Antes de esta época a la que llamamos moderna, nuestros hermanos los hombres no estaban obsesionados con la desigualdad, sencillamente porque entendían que había unas desigualdades que debían ser asumidas.
El cambio decisorio se produce en Europa en los siglos XVI y XVII, con la aparición de la Teoría de los Derechos Naturales, una corriente filosófica y jurídica que promulgaba que todos los hombres son libres e iguales. El único “pero”, dirían posteriormente, es que están encadenados por las estructuras sociales y la división de la población en estratos. En definitiva, surgiría de dicha teoría un planteamiento de la desigualdad como si se tratase de una realidad exclusivamente creada por el hombre.
A partir de ahí se entiende el marxismo o el comunismo como respuesta (por utópica que sea) a esa construcción humana articulada y sostenida por la más absoluta maldad de los gobernantes e instituciones. Y se debería llegar a una conclusión casi evidente: “si la igualdad depende de las
estructuras sociales, entonces se puede lograr la utopía”.
A día de hoy afrontamos la desigualdad de la misma manera: en términos de condiciones sociales. Parece que si cambiáramos determinadas condiciones o estructuras sociales, no habría paro, no habría machismo, no habría pobreza, no habría, no habría, no habría, si hubiera, si hicieran, si quitaran…
En cierta medida, todo esto no deja de tener una base real.


Sin embargo, hay un problema en esta forma de contemplar la desigualdad que podemos entender a partir de nuestra experiencia: me doy cuenta de que soy más o menos inteligente que otro, se me dan mejor o peor las relaciones sociales, he nacido guapo o feo…
¿Se imagina que su compañero de trabajo un día se quejara a su jefe porque no es justo que usted tenga proyectos de mayor responsabilidad? Todo porque tiene usted unas habilidades concretas que él no posee y que, por lo tanto, no juegan en condiciones de igualdad.
O que, por favor, que se callen los listos en clase, que si participan unos pocos y dejan en evidencia a los que no lo hacen, crean desigualdad. O que tiene que haber un equilibrio numérico entre hombres y mujeres en una empresa. Se asocia, sin razonar, que todo eso una ofensa. Como si la dignidad de esas personas dependiera de sus capacidades.
Es necesario recordar que el hombre es un ser complejo y libre y que, por lo tanto, hay muchas cosas que nos vienen dadas y muchas decisiones (diría la gran mayoría) que quedan al margen de lo que unas estructuras sociales puedan o dejen de controlar. Asumir lo que somos no es resignación, es realismo.

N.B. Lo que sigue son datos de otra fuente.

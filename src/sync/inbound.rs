//! Device -> library: pull annotations from exported papers

use std::collections::HashSet;
use std::fs;
use std::path::{Path, PathBuf};

use chrono::{DateTime, Utc};
use pulldown_cmark::{html, Options, Parser};
use tracing::{debug, info, warn};

use super::extract::{AnnotationExtractor, AnnotationTool, ExtractedAnnotations};
use super::resolver::PathResolver;
use crate::config::Config;
use crate::device::{DeviceClient, DeviceMirror};
use crate::error::{Result, SyncError};
use crate::library::LibraryService;
use crate::types::{annotated_name, AttachmentRef, ItemKey, LibraryRecord, LinkMode, SyncState};

/// Result of one inbound pass
#[derive(Debug, Clone, Default)]
pub struct InboundReport {
    /// Attachments found on the device and compared
    pub checked: usize,
    pub pulled: usize,
    pub up_to_date: usize,
    /// Newer on the device, left alone by a dry run
    pub would_pull: usize,
    /// Exported attachments that are not on the device
    pub missing: usize,
    /// Device copy newer, but the tool found no annotations
    pub without_annotations: usize,
    pub failed: Vec<(ItemKey, String)>,
}

enum AttachmentOutcome {
    Missing,
    UpToDate,
    WouldPull,
    NoAnnotations,
    Pulled,
}

/// Re-checks every exported record for newer annotated copies on the device
pub struct InboundSync<'a> {
    library: &'a dyn LibraryService,
    device: &'a dyn DeviceClient,
    tool: &'a dyn AnnotationTool,
    config: &'a Config,
    dry_run: bool,
}

impl<'a> InboundSync<'a> {
    pub fn new(
        library: &'a dyn LibraryService,
        device: &'a dyn DeviceClient,
        tool: &'a dyn AnnotationTool,
        config: &'a Config,
    ) -> Self {
        Self {
            library,
            device,
            tool,
            config,
            dry_run: false,
        }
    }

    pub fn with_dry_run(mut self, dry_run: bool) -> Self {
        self.dry_run = dry_run;
        self
    }

    /// Check all exported records except those in `exclude`
    pub fn run(&self, exclude: &HashSet<ItemKey>) -> Result<InboundReport> {
        let tags = self.config.tag_config();
        let mut report = InboundReport::default();
        let Some(post_export_tag) = tags.post_export_tag.as_deref() else {
            info!("No zotero.replace_tag configured, nothing to check for annotations");
            return Ok(report);
        };

        let records = self.library.top_items(post_export_tag)?;
        info!("Found {} papers to check for annotations", records.len());

        for record in &records {
            if exclude.contains(&record.key) {
                debug!(key = %record.key, "Sent in this run, not checking");
                continue;
            }
            if tags.state_of(&record.tags) != SyncState::Exported {
                continue;
            }
            if let Err(e) = self.sync_record(record, &mut report) {
                warn!(key = %record.key, title = %record.title, kind = e.kind(), "Pull failed: {}", e);
                report.failed.push((record.key.clone(), e.to_string()));
            }
        }
        Ok(report)
    }

    fn sync_record(&self, record: &LibraryRecord, report: &mut InboundReport) -> Result<()> {
        let resolver = PathResolver::new(self.library, self.config);
        let attachments = resolver.resolve_attachments(record)?;
        let hierarchy = resolver.resolve_hierarchy(record)?;
        let folder = hierarchy.device_path();
        let work = tempfile::Builder::new().prefix("zotrm-pull").tempdir()?;

        for attachment in &attachments {
            match self.sync_attachment(record, attachment, &folder, &resolver, work.path()) {
                Ok(AttachmentOutcome::Missing) => report.missing += 1,
                Ok(AttachmentOutcome::UpToDate) => {
                    report.checked += 1;
                    report.up_to_date += 1;
                }
                Ok(AttachmentOutcome::WouldPull) => {
                    report.checked += 1;
                    report.would_pull += 1;
                }
                Ok(AttachmentOutcome::NoAnnotations) => {
                    report.checked += 1;
                    report.without_annotations += 1;
                }
                Ok(AttachmentOutcome::Pulled) => {
                    report.checked += 1;
                    report.pulled += 1;
                }
                // Library writes abandon the rest of the record
                Err(e @ SyncError::LibraryWrite(_)) => return Err(e),
                Err(e) => {
                    warn!(path = %attachment.path.display(), kind = e.kind(), "Skipping attachment: {}", e);
                    report
                        .failed
                        .push((attachment.item_key.clone(), e.to_string()));
                }
            }
        }
        Ok(())
    }

    fn sync_attachment(
        &self,
        record: &LibraryRecord,
        attachment: &AttachmentRef,
        folder: &str,
        resolver: &PathResolver<'_>,
        work_dir: &Path,
    ) -> Result<AttachmentOutcome> {
        let device_path = format!("{}/{}", folder.trim_end_matches('/'), attachment.file_name());
        let mirror = DeviceMirror::new(self.device);
        if !mirror.file_exists(&device_path)? {
            warn!("{} is not on the remarkable", device_path);
            return Ok(AttachmentOutcome::Missing);
        }

        let stat = self.device.stat(&device_path)?;
        let local = self.comparison_file(attachment, resolver);
        let local_modified = modified_time(&local)?;
        if local_modified >= stat.modified {
            debug!(
                local = %local.display(),
                %local_modified,
                device_modified = %stat.modified,
                "Local copy is up to date"
            );
            return Ok(AttachmentOutcome::UpToDate);
        }

        if self.dry_run {
            info!("Would pull annotations for {}", device_path);
            return Ok(AttachmentOutcome::WouldPull);
        }

        let extracted = AnnotationExtractor::new(self.device, self.tool).extract(
            &device_path,
            Some(&stat),
            work_dir,
        )?;
        if extracted.is_empty() {
            return Ok(AttachmentOutcome::NoAnnotations);
        }

        self.write_back(record, attachment, &extracted, resolver)?;
        info!("Pulled annotations for {}", device_path);
        Ok(AttachmentOutcome::Pulled)
    }

    /// The annotated copy if a previous pass made one, else the original
    fn comparison_file(&self, attachment: &AttachmentRef, resolver: &PathResolver<'_>) -> PathBuf {
        let annotated = match attachment.link_mode {
            LinkMode::Linked => Some(attachment.annotated_sibling()).filter(|p| p.is_file()),
            LinkMode::Managed => resolver
                .find_managed(&annotated_name(&attachment.stem()))
                .into_iter()
                .next(),
        };
        annotated.unwrap_or_else(|| attachment.path.clone())
    }

    fn write_back(
        &self,
        record: &LibraryRecord,
        attachment: &AttachmentRef,
        extracted: &ExtractedAnnotations,
        resolver: &PathResolver<'_>,
    ) -> Result<()> {
        if let Some(note) = &extracted.note {
            let markdown = fs::read_to_string(note)?;
            self.library
                .create_note(&record.key, &markdown_to_html(&markdown))
                .map_err(SyncError::into_library_write)?;
            fs::remove_file(note)?;
            info!(key = %record.key, "Added annotation note to {}", record.title);
        }

        if let Some(pdf) = &extracted.pdf {
            match attachment.link_mode {
                LinkMode::Managed => self.store_managed_copy(record, attachment, pdf)?,
                LinkMode::Linked => self.store_linked_copy(record, attachment, pdf, resolver)?,
            }
            fs::remove_file(pdf)?;
        }
        Ok(())
    }

    /// Replace the annotated child's file, creating the child on first pull
    fn store_managed_copy(
        &self,
        record: &LibraryRecord,
        attachment: &AttachmentRef,
        pdf: &Path,
    ) -> Result<()> {
        let name = annotated_name(&attachment.stem());
        let children = self.library.children(&record.key)?;
        match children
            .iter()
            .find(|c| c.is_attachment() && c.filename.as_deref() == Some(name.as_str()))
        {
            Some(existing) => {
                self.library
                    .replace_attachment_file(existing, pdf)
                    .map_err(SyncError::into_library_write)?;
                info!(key = %existing.key, "Replaced annotated copy {}", name);
            }
            None => {
                let key = self
                    .library
                    .upload_attachment(&record.key, pdf)
                    .map_err(SyncError::into_library_write)?;
                info!(%key, "Attached annotated copy {}", name);
            }
        }
        Ok(())
    }

    /// Write the copy beside the original and link it once
    fn store_linked_copy(
        &self,
        record: &LibraryRecord,
        attachment: &AttachmentRef,
        pdf: &Path,
        resolver: &PathResolver<'_>,
    ) -> Result<()> {
        let target = attachment.annotated_sibling();
        fs::copy(pdf, &target)?;

        let library_path = resolver.linked_library_path(&target).ok_or_else(|| {
            SyncError::LibraryWrite(format!(
                "{} is outside zotero.attachment_dir",
                target.display()
            ))
        })?;
        let children = self.library.children(&record.key)?;
        if children
            .iter()
            .any(|c| c.path.as_deref() == Some(library_path.as_str()))
        {
            debug!(path = %library_path, "Annotated copy already linked");
            return Ok(());
        }

        let title = annotated_name(&attachment.stem());
        let key = self
            .library
            .create_linked_attachment(&record.key, &library_path, &title)
            .map_err(SyncError::into_library_write)?;
        info!(%key, "Linked annotated copy {}", library_path);
        Ok(())
    }
}

fn modified_time(path: &Path) -> Result<DateTime<Utc>> {
    Ok(fs::metadata(path)?.modified()?.into())
}

/// Library notes are HTML
fn markdown_to_html(markdown: &str) -> String {
    let mut options = Options::empty();
    options.insert(Options::ENABLE_TABLES);
    options.insert(Options::ENABLE_STRIKETHROUGH);
    let mut out = String::new();
    html::push_html(&mut out, Parser::new_ext(markdown, options));
    out
}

Y es que si vamos a nuestra experiencia y a lo que un profesor mío muy querido llama “la inteligencia del pasado”, nos damos cuenta de que estamos metiendo todo en el mismo saco. La lucha política por la igualdad de derechos y oportunidades, bien. Pero esa lucha casi histérica por dividir todo en la mitad, la discriminación positiva o esa cultura de odio hacia lo que no es lo mío o lo que no tengo, refleja un juicio nublado por la ideología, que toma una parte de la realidad y la convierte en muestra absoluta de la que extraer un juicio, también absoluto.

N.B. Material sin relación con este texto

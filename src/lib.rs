//! zotrm - Zotero <-> reMarkable sync
//!
//! Sends papers tagged in a Zotero library to a reMarkable tablet, mirroring
//! the collection hierarchy as device folders, and pulls annotations made on
//! the tablet back into the library.

pub mod config;
pub mod device;
pub mod error;
pub mod library;
pub mod sync;
pub mod types;

pub use config::Config;
pub use error::{Result, SyncError};
pub use types::*;

/// Library version
pub const VERSION: &str = env!("CARGO_PKG_VERSION");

La sociología se ha dedicado a estudiar estos cambios estructurales, pero esta ciencia social tiene –o debería tener– bien claro que el hombre y los fenómenos sociales no se explican únicamente por las estructuras que dan cauce o coartan ciertos aspectos de la vida pública o privada.

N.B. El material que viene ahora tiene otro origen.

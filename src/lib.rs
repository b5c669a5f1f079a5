//! Instagram media relay bot for Telegram.
//!
//! Accepts an Instagram link in a private message, downloads the linked media
//! through `yt-dlp`, and sends the resulting files back to the requester.

/// Telegram surface: handlers, delivery pipeline, resilient messaging
pub mod bot;
/// Configuration and settings management
pub mod config;
/// Download core: URL classification, extraction, resolution, cleanup
pub mod download;
/// Text and size formatting helpers, Telegram retry
pub mod utils;
//! The download-and-delivery pipeline.
//!
//! One inbound link becomes one [`DownloadRequest`]; the pipeline fetches,
//! resolves, size-gates, uploads, and cleans up. Cleanup is an unconditional
//! exit action — no artifact outlives its request, success or failure.

use crate::bot::sender::MediaSender;
use crate::config::MAX_TOTAL_SIZE_BYTES;
use crate::download::{cleanup, resolve, Artifact, DownloadError, Extractor, MediaKind, RunId};
use crate::utils::format_mb;
use tracing::{error, info};

/// One pipeline invocation. Immutable once created.
#[derive(Debug, Clone)]
pub struct DownloadRequest {
    /// Extracted link token
    pub url: String,
    /// Requesting Telegram user
    pub user_id: i64,
    /// Filesystem-namespacing key, unique per request
    pub run: RunId,
}

impl DownloadRequest {
    /// Create a request with a fresh run identifier.
    #[must_use]
    pub fn new(url: String, user_id: i64) -> Self {
        Self {
            url,
            user_id,
            run: RunId::next(),
        }
    }
}

/// Aggregated per-file outcome of one request.
#[derive(Debug, Default)]
pub struct DeliveryReport {
    /// Files sent successfully
    pub delivered: usize,
    /// File names whose send failed
    pub failed: Vec<String>,
    /// Total byte size when the request was rejected over the ceiling;
    /// nothing was sent in that case
    pub oversize: Option<u64>,
}

/// Run the full pipeline for one request: extract, resolve, deliver.
///
/// # Errors
///
/// Returns a [`DownloadError`] when extraction or resolution fails; the
/// caller surfaces its classified user message. Delivery itself does not
/// fail — per-item send failures are isolated into the report.
pub async fn run<S: MediaSender>(
    sender: &S,
    extractor: &Extractor,
    request: &DownloadRequest,
) -> Result<DeliveryReport, DownloadError> {
    info!(user_id = request.user_id, run = %request.run, url = %request.url, "Pipeline started");
    extractor.fetch(&request.url, request.run).await?;
    let artifacts = resolve::resolve(extractor.download_dir(), request.run).await?;
    Ok(deliver(sender, &artifacts).await)
}

/// Size-gate, upload, and clean up a resolved artifact set.
///
/// Artifacts are sent in resolver order, dispatched by media kind. A failed
/// send is reported per item and never aborts the remaining batch. Every
/// return path deletes the artifacts before returning.
pub async fn deliver<S: MediaSender>(sender: &S, artifacts: &[Artifact]) -> DeliveryReport {
    let total: u64 = artifacts.iter().map(|a| a.size).sum();

    if total > MAX_TOTAL_SIZE_BYTES {
        sender
            .edit_status(&format!(
                "❌ Total content size is too large ({}).\nMaximum supported total size is 2GB.",
                format_mb(total)
            ))
            .await;
        cleanup::remove_artifacts(artifacts).await;
        return DeliveryReport {
            oversize: Some(total),
            ..DeliveryReport::default()
        };
    }

    sender
        .edit_status(&format!(
            "⬆️ Uploading {} item(s) ({})...",
            artifacts.len(),
            format_mb(total)
        ))
        .await;

    let mut report = DeliveryReport::default();
    for (index, artifact) in artifacts.iter().enumerate() {
        let caption = format!(
            "✅ Item {}/{} | 📦 {}",
            index + 1,
            artifacts.len(),
            format_mb(artifact.size)
        );

        let sent = match artifact.kind {
            MediaKind::Photo => sender.send_photo(&artifact.path, &caption).await,
            MediaKind::Video => sender.send_video(&artifact.path, &caption).await,
            MediaKind::Document => sender.send_document(&artifact.path, &caption).await,
        };

        match sent {
            Ok(()) => report.delivered += 1,
            Err(e) => {
                error!(path = %artifact.path.display(), error = %e, "Error sending file");
                let name = artifact.file_name();
                let notice = format!("❌ Failed to send item {}: {}", index + 1, name);
                if let Err(notice_err) = sender.send_text(&notice).await {
                    error!(error = %notice_err, "Failed to report per-item send failure");
                }
                report.failed.push(name);
            }
        }
    }

    sender.delete_status().await;
    cleanup::remove_artifacts(artifacts).await;

    info!(
        delivered = report.delivered,
        failed = report.failed.len(),
        "Delivery finished"
    );
    report
}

Seamos claros, lo que a menudo pedimos, en el fondo, es que se nos solucione la vida, que seamos felices y que otros lo sean. Porque si no a nosotros, los posmodernos, no se nos iría la vida en el tema de la desigualdad como a menudo parece. Y es una petición curiosa: por una u otra vía, el hombre acaba siempre buscando algo externo que dé respuesta a su existencia.